Chapter 4

  • footnote 7. The first ramp was located next to the Auschwitz I main camp and was used throughout the camp’s existence. The second ramp the SS used for deportations, the so-called “Alte Judenrampe,” went into operation in 1942. It was located between Auschwitz I and Auschwitz II Birkenau. The “Alte Judenrampe” was in operation until the new ramp inside Birkenau was put into use in May of 1944. From then on, the victims no longer walked to the gas chambers and crematoria from outside the camp, but were transported almost directly to the site of their murder.
  • footnote 8. “Central Sauna” was Birkenau’s main disinfection facility, where those admitted to the camp were “processed” (i.e., where the SS made prisoner Kommandos shave their hair, issue them camp clothing, and register and tattoo them).
  • footnote 9. The “Effektenlager,” called “Kanada” by prisoners, were warehouses used to store the belongings of the deported. The name alluded to the wealth and riches the prisoners associated with Canada and the goods accessible to the prisoner Kommandos working in these facilities. The term was later adopted by the camp SS as well. The first Kanada warehouse was located in the area surrounding the Auschwitz I main camp; in December of 1943, the SS expanded the number of warehouses to include 30 wooden barracks in Auschwitz II Birkenau.

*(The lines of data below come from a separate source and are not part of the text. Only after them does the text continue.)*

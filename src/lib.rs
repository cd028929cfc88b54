//! assoc-maps: an ordered map (red-black tree) and a hashed map (prime
//! bucket table) behind one handle, with cursors that keep working while
//! the map is mutated.
//!
//! Internal Design:
//!
//! Summary
//! - Goal: let callers pick ordered or hashed storage without changing
//!   call sites, and walk either with a cursor that tolerates inserts and
//!   removals between steps.
//! - Layers:
//!   - OpsPolicy / HashOps: comparator, optional duplication functions and
//!     (for the table) a hash function. Plain function pointers, fixed at
//!     construction.
//!   - TreeMap<K, V>: red-black tree in a slot arena. No parent links; each
//!     mutation records its descent path and rebalances along it.
//!   - HashTable<K, V>: bucket array sized from a table of primes, chains
//!     linked through a slot arena, grown at 70% load and shrunk below 25%.
//!   - Map<K, V>: sum type over the two backends; every operation matches
//!     on the variant and forwards.
//!   - Cursor<K>: detached position. Holds no borrow of the map, only arena
//!     ids, the issuing map's identity and the counter value it last
//!     synchronized with. A cursor stepped on any other map ends.
//!
//! Constraints
//! - Single-threaded: a map and its cursors need external locking to be
//!   shared; the transaction counters are staleness markers, not locks.
//! - Keys and values are `Cow<'a, _>`. The policy decides whether borrowed
//!   inputs are duplicated (owned) or kept as borrows that must outlive the
//!   map (enforced by `'a`). Releasing an entry is dropping it.
//! - Failed inserts leave the map unchanged.
//!
//! Cursor contract
//! - Tree: every structural change bumps `transactions`. A cursor that sees
//!   a newer value discards its recorded path and descends again from the
//!   root, resuming just after its checkpoint key (the key it returned
//!   last). It never repeats an entry, never skips an entry present before
//!   and after the mutation, and never touches a freed node.
//! - Table: a resize bumps `epoch`. A cursor that sees a newer epoch ends
//!   the traversal. Removals inside the current chain are handled through
//!   per-chain sequence numbers.
//!
//! Hashing
//! - Hash functions are pure functions of the key; nothing is seeded per
//!   process or per map, so relinking on resize is deterministic. Each
//!   entry caches its hash so resizing never calls back into the policy.
//!
//! Diagnostics
//! - The maps never log. `TreeMap::check_invariants` verifies the
//!   red-black properties; `HashTable` exposes its bucket count, load
//!   thresholds and chain lengths.

mod cursor;
mod error;
pub mod hash;
pub mod hash_table;
mod map;
mod map_proptest;
mod policy;
pub mod tree;

// Public surface
pub use cursor::Cursor;
pub use error::{Added, MapError, Result};
pub use hash_table::HashTable;
pub use map::{Iter, Map, MapKind};
pub use policy::{HashOps, OpsPolicy, Ownership};
pub use tree::{Color, TreeMap, Violation};
impl<'a, K: ?Sized + ToOwned, V: ?Sized + ToOwned> TreeMap<'a, K, V> {
    pub fn new(ops: OpsPolicy<K, V>, no_overwrite: bool) -> Self {
        Self {
            id: MapId::fresh(),
            nodes: SlotMap::with_key(),
            root: None,
            transactions: 0,
            ops,
            no_overwrite,
        }
    }

    pub fn ops(&self) -> &OpsPolicy<K, V> {
        &self.ops
    }

    pub fn len(&self) -> usize {
        self.nodes.len()
    }

    pub fn is_empty(&self) -> bool {
        self.nodes.is_empty()
    }

    /// Count of structural changes (node insertions and removals) so far.
    pub fn transactions(&self) -> u64 {
        self.transactions
    }

    #[inline]
    fn is_red(&self, id: Option<NodeId>) -> bool {
        id.is_some_and(|id| self.nodes[id].color == Color::Red)
    }

    #[inline]
    fn paint(&mut self, id: NodeId, color: Color) {
        self.nodes[id].color = color;
    }

    /// Point `slot` (a parent and side, or the root when `None`) at `child`.
    #[inline]
    fn link(&mut self, slot: Option<(NodeId, Dir)>, child: Option<NodeId>) {
        match slot {
            None => self.root = child,
            Some((parent, dir)) => *self.nodes[parent].child_mut(dir) = child,
        }
    }

    /// Rotate `top` down toward `dir`; its child on the other side takes
    /// its place in `slot` and is returned.
    fn rotate(&mut self, slot: Option<(NodeId, Dir)>, top: NodeId, dir: Dir) -> NodeId {
        let pivot = self.nodes[top]
            .child(dir.flip())
            .expect("rotation needs a child on the far side");
        let inner = self.nodes[pivot].child(dir);
        *self.nodes[top].child_mut(dir.flip()) = inner;
        *self.nodes[pivot].child_mut(dir) = Some(top);
        self.link(slot, Some(pivot));
        pivot
    }

    fn locate(&self, key: &K) -> Option<NodeId> {
        let mut cur = self.root;
        while let Some(id) = cur {
            let node = &self.nodes[id];
            cur = match self.ops.compare(key, &node.key) {
                Ordering::Less => node.left,
                Ordering::Greater => node.right,
                Ordering::Equal => return Some(id),
            };
        }
        None
    }

    pub fn get(&self, key: &K) -> Option<&V> {
        self.locate(key).map(|id| &*self.nodes[id].value)
    }

    pub fn get_key_value(&self, key: &K) -> Option<(&K, &V)> {
        self.locate(key).map(|id| {
            let node = &self.nodes[id];
            (&*node.key, &*node.value)
        })
    }

    pub fn contains_key(&self, key: &K) -> bool {
        self.locate(key).is_some()
    }

    /// Entry with the smallest key.
    pub fn first(&self) -> Option<(&K, &V)> {
        self.extreme(Dir::Left)
    }

    /// Entry with the largest key.
    pub fn last(&self) -> Option<(&K, &V)> {
        self.extreme(Dir::Right)
    }

    fn extreme(&self, dir: Dir) -> Option<(&K, &V)> {
        let mut id = self.root?;
        while let Some(next) = self.nodes[id].child(dir) {
            id = next;
        }
        let node = &self.nodes[id];
        Some((&*node.key, &*node.value))
    }

    /// Root key and its color.
    pub fn root(&self) -> Option<(&K, Color)> {
        self.root.map(|id| {
            let node = &self.nodes[id];
            (&*node.key, node.color)
        })
    }

    /// Insert `key`, or replace the value stored under it.
    ///
    /// Replacing does not count as a structural change; the cursor's
    /// recorded position stays valid across it.
    pub fn insert(&mut self, key: Cow<'a, K>, value: Cow<'a, V>) -> Result<Added> {
        let mut path = Path::new();
        let mut cur = self.root;
        while let Some(id) = cur {
            let node = &self.nodes[id];
            let dir = match self.ops.compare(&key, &node.key) {
                Ordering::Less => Dir::Left,
                Ordering::Greater => Dir::Right,
                Ordering::Equal => {
                    if self.no_overwrite {
                        return Err(MapError::AlreadyExists);
                    }
                    let value = self.ops.adopt_data(value);
                    drop(core::mem::replace(&mut self.nodes[id].value, value));
                    return Ok(Added::Updated);
                }
            };
            path.push((id, dir));
            cur = node.child(dir);
        }

        if self.nodes.len() >= MAX_ENTRIES {
            return Err(MapError::OutOfMemory);
        }
        let id = self.nodes.insert(Node {
            left: None,
            right: None,
            color: Color::Red,
            key: self.ops.adopt_key(key),
            value: self.ops.adopt_data(value),
        });
        self.link(path.last().copied(), Some(id));
        self.transactions += 1;
        self.insert_fixup(path);
        Ok(Added::Inserted)
    }

    /// Restore the invariants after a red leaf was hung below `path`.
    fn insert_fixup(&mut self, mut path: Path) {
        while let Some((parent, pdir)) = path.pop() {
            if !self.is_red(Some(parent)) {
                break;
            }
            // The root is black, so a red parent has a grandparent.
            let Some((grand, gdir)) = path.pop() else {
                break;
            };
            let uncle = self.nodes[grand].child(gdir.flip());
            if let Some(uncle) = uncle.filter(|&u| self.is_red(Some(u))) {
                self.paint(parent, Color::Black);
                self.paint(uncle, Color::Black);
                self.paint(grand, Color::Red);
                continue;
            }
            let mut top = parent;
            if pdir != gdir {
                top = self.rotate(Some((grand, gdir)), parent, gdir);
            }
            self.rotate(path.last().copied(), grand, gdir.flip());
            self.paint(top, Color::Black);
            self.paint(grand, Color::Red);
            break;
        }
        if let Some(root) = self.root {
            self.paint(root, Color::Black);
        }
    }

    /// Remove `key`, returning its value.
    pub fn remove(&mut self, key: &K) -> Option<Cow<'a, V>> {
        let mut path = Path::new();
        let mut cur = self.root;
        let target = loop {
            let id = cur?;
            let dir = match self.ops.compare(key, &self.nodes[id].key) {
                Ordering::Less => Dir::Left,
                Ordering::Greater => Dir::Right,
                Ordering::Equal => break id,
            };
            path.push((id, dir));
            cur = self.nodes[id].child(dir);
        };

        let removed_color;
        let replacement;
        match (self.nodes[target].left, self.nodes[target].right) {
            (Some(_), Some(right)) => {
                // Splice out the in-order successor and move it into the
                // target's position, taking over the target's color.
                let target_slot = path.last().copied();
                let target_depth = path.len();
                path.push((target, Dir::Right));
                let mut succ = right;
                while let Some(left) = self.nodes[succ].left {
                    path.push((succ, Dir::Left));
                    succ = left;
                }
                replacement = self.nodes[succ].right;
                removed_color = self.nodes[succ].color;
                self.link(path.last().copied(), replacement);

                let t = &self.nodes[target];
                let (left, right, color) = (t.left, t.right, t.color);
                let s = &mut self.nodes[succ];
                s.left = left;
                s.right = right;
                s.color = color;
                self.link(target_slot, Some(succ));
                path[target_depth] = (succ, Dir::Right);
            }
            (child, None) | (None, child) => {
                replacement = child;
                removed_color = self.nodes[target].color;
                self.link(path.last().copied(), replacement);
            }
        }

        self.transactions += 1;
        if removed_color == Color::Black {
            self.remove_fixup(path, replacement);
        }
        self.nodes.remove(target).map(|node| node.value)
    }

    /// Restore black height after a black node was unlinked; `x` sits in
    /// the slot named by the last entry of `path`.
    fn remove_fixup(&mut self, mut path: Path, mut x: Option<NodeId>) {
        while !self.is_red(x) {
            let Some(&(parent, dir)) = path.last() else {
                break;
            };
            let mut sib = self.nodes[parent]
                .child(dir.flip())
                .expect("black height guarantees a sibling");

            if self.is_red(Some(sib)) {
                self.paint(sib, Color::Black);
                self.paint(parent, Color::Red);
                let slot = path.len().checked_sub(2).map(|i| path[i]);
                self.rotate(slot, parent, dir);
                let last = path.len() - 1;
                path[last] = (sib, dir);
                path.push((parent, dir));
                sib = self.nodes[parent]
                    .child(dir.flip())
                    .expect("black height guarantees a sibling");
            }

            let near = self.nodes[sib].child(dir);
            let far = self.nodes[sib].child(dir.flip());
            if !self.is_red(near) && !self.is_red(far) {
                self.paint(sib, Color::Red);
                x = Some(parent);
                path.pop();
                continue;
            }

            if !self.is_red(far) {
                if let Some(near) = near {
                    self.paint(near, Color::Black);
                }
                self.paint(sib, Color::Red);
                sib = self.rotate(Some((parent, dir.flip())), sib, dir.flip());
            }

            let parent_color = self.nodes[parent].color;
            self.paint(sib, parent_color);
            self.paint(parent, Color::Black);
            if let Some(far) = self.nodes[sib].child(dir.flip()) {
                self.paint(far, Color::Black);
            }
            let slot = path.len().checked_sub(2).map(|i| path[i]);
            self.rotate(slot, parent, dir);
            x = self.root;
            break;
        }
        if let Some(x) = x {
            self.paint(x, Color::Black);
        }
    }

    /// Release every node in post-order without rebalancing.
    pub(crate) fn destroy(&mut self) -> usize {
        let mut released = 0;
        let mut stack: Vec<NodeId> = self.root.take().into_iter().collect();
        while let Some(&id) = stack.last() {
            let node = &mut self.nodes[id];
            if let Some(left) = node.left.take() {
                stack.push(left);
            } else if let Some(right) = node.right.take() {
                stack.push(right);
            } else {
                stack.pop();
                self.nodes.remove(id);
                released += 1;
            }
        }
        debug_assert!(self.nodes.is_empty());
        if released > 0 {
            self.transactions += 1;
        }
        released
    }

    /// Remove every entry; the map stays usable.
    pub fn clear(&mut self) -> usize {
        self.destroy()
    }

    fn leftmost(&self, from: Option<NodeId>, path: &mut Path) -> Option<NodeId> {
        let mut id = from?;
        while let Some(left) = self.nodes[id].left {
            path.push((id, Dir::Left));
            id = left;
        }
        Some(id)
    }

    /// Pop to the nearest ancestor reached through a left branch.
    fn climb(path: &mut Path) -> Option<NodeId> {
        while let Some((id, dir)) = path.pop() {
            if dir == Dir::Left {
                return Some(id);
            }
        }
        None
    }

    fn successor(&self, path: &mut Path, id: NodeId) -> Option<NodeId> {
        match self.nodes[id].right {
            Some(right) => {
                path.push((id, Dir::Right));
                self.leftmost(Some(right), path)
            }
            None => Self::climb(path),
        }
    }

    /// Smallest node with a key strictly greater than `key`.
    fn seek_after(&self, key: &K, path: &mut Path) -> Option<NodeId> {
        path.clear();
        let mut cur = self.root;
        while let Some(id) = cur {
            let node = &self.nodes[id];
            let dir = match self.ops.compare(key, &node.key) {
                Ordering::Less => Dir::Left,
                _ => Dir::Right,
            };
            path.push((id, dir));
            cur = node.child(dir);
        }
        Self::climb(path)
    }

    pub(crate) fn cursor(&self) -> TreeCursor<'a, K> {
        let mut path = Path::new();
        let next = self.leftmost(self.root, &mut path);
        TreeCursor::new(self.id, path, next, self.transactions)
    }

    /// Advance `cursor` one entry in key order.
    ///
    /// When the tree changed shape since the cursor's last step, the
    /// recorded path is discarded and the position is re-derived from the
    /// checkpoint key: traversal resumes at the smallest key still present
    /// that is greater than the last one returned.
    pub(crate) fn step<'m>(&'m self, cursor: &mut TreeCursor<'a, K>) -> Option<(&'m K, &'m V)> {
        if cursor.finished {
            return None;
        }
        // Node ids are only meaningful in the arena that issued them.
        if cursor.owner != self.id {
            cursor.finish();
            return None;
        }
        if cursor.transactions != self.transactions {
            cursor.next = match &cursor.checkpoint {
                Some(key) => self.seek_after(key, &mut cursor.path),
                None => {
                    cursor.path.clear();
                    self.leftmost(self.root, &mut cursor.path)
                }
            };
            cursor.transactions = self.transactions;
        }
        let Some(id) = cursor.next else {
            cursor.finish();
            return None;
        };
        cursor.next = self.successor(&mut cursor.path, id);
        let node = &self.nodes[id];
        cursor.checkpoint = Some(self.ops.checkpoint(&node.key));
        Some((&*node.key, &*node.value))
    }

    /// Verify the red-black and ordering invariants; returns the black
    /// height on success.
    pub fn check_invariants(&self) -> core::result::Result<usize, Violation> {
        if self.is_red(self.root) {
            return Err(Violation::RedRoot);
        }
        let mut reached = 0;
        let height = self.black_height(self.root, &mut reached)?;
        if reached != self.nodes.len() {
            return Err(Violation::Count);
        }
        let mut path = Path::new();
        let mut cur = self.leftmost(self.root, &mut path);
        let mut prev: Option<&K> = None;
        while let Some(id) = cur {
            let key = &*self.nodes[id].key;
            if prev.is_some_and(|p| self.ops.compare(p, key) != Ordering::Less) {
                return Err(Violation::Order);
            }
            prev = Some(key);
            cur = self.successor(&mut path, id);
        }
        Ok(height)
    }

    fn black_height(
        &self,
        id: Option<NodeId>,
        reached: &mut usize,
    ) -> core::result::Result<usize, Violation> {
        let Some(id) = id else {
            return Ok(1);
        };
        *reached += 1;
        let node = &self.nodes[id];
        if node.color == Color::Red && (self.is_red(node.left) || self.is_red(node.right)) {
            return Err(Violation::RedRed);
        }
        let left = self.black_height(node.left, reached)?;
        let right = self.black_height(node.right, reached)?;
        if left != right {
            return Err(Violation::BlackHeight);
        }
        Ok(left + usize::from(node.color == Color::Black))
    }
}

  • footnote 15. Members of the Sonderkommando hid the notes they had written in glass bottles, jars, and metal cans. These notes, preserved in their containers, were found on different occasions in the years 1945-1962 during excavation and cleaning work at the former crematoria. In 1980, while planting poplar seedlings near the ruins of Crematorium III, Lesław Dyrcz, a student of the Forestry Technical School in Brynek, found Marcel Nadjari’s manuscript hidden in a glass thermos flask inside a leather briefcase. It was buried about 40 cm deep. This is the last text written by a Sonderkommando prisoner to be found. Notes by Załmen Gradowski, Lejb Langfus, Załmen Lewental and Chaim Herman were first published by the Museum in 1971 under the title Rękopisy członków Sonderkommando (Manuscripts of Sonderkommando Members). In 1973, an English edition came out, entitled Amidst a Nightmare of Crime. The 1996 German edition, Inmitten des Grauenvollen Verbrechens, also included excerpts from Marcel Nadjari’s manuscript. The texts by Gradowski and Nadjari were re-read, re-translated and published in their entirety in 2017 and 2020 (From the Heart of Hell. Manuscripts of a Sonderkommando Prisoner, Found in Auschwitz and a bi-lingual edition entitled Marcel Nadjari’s Notes on November 3, 1944).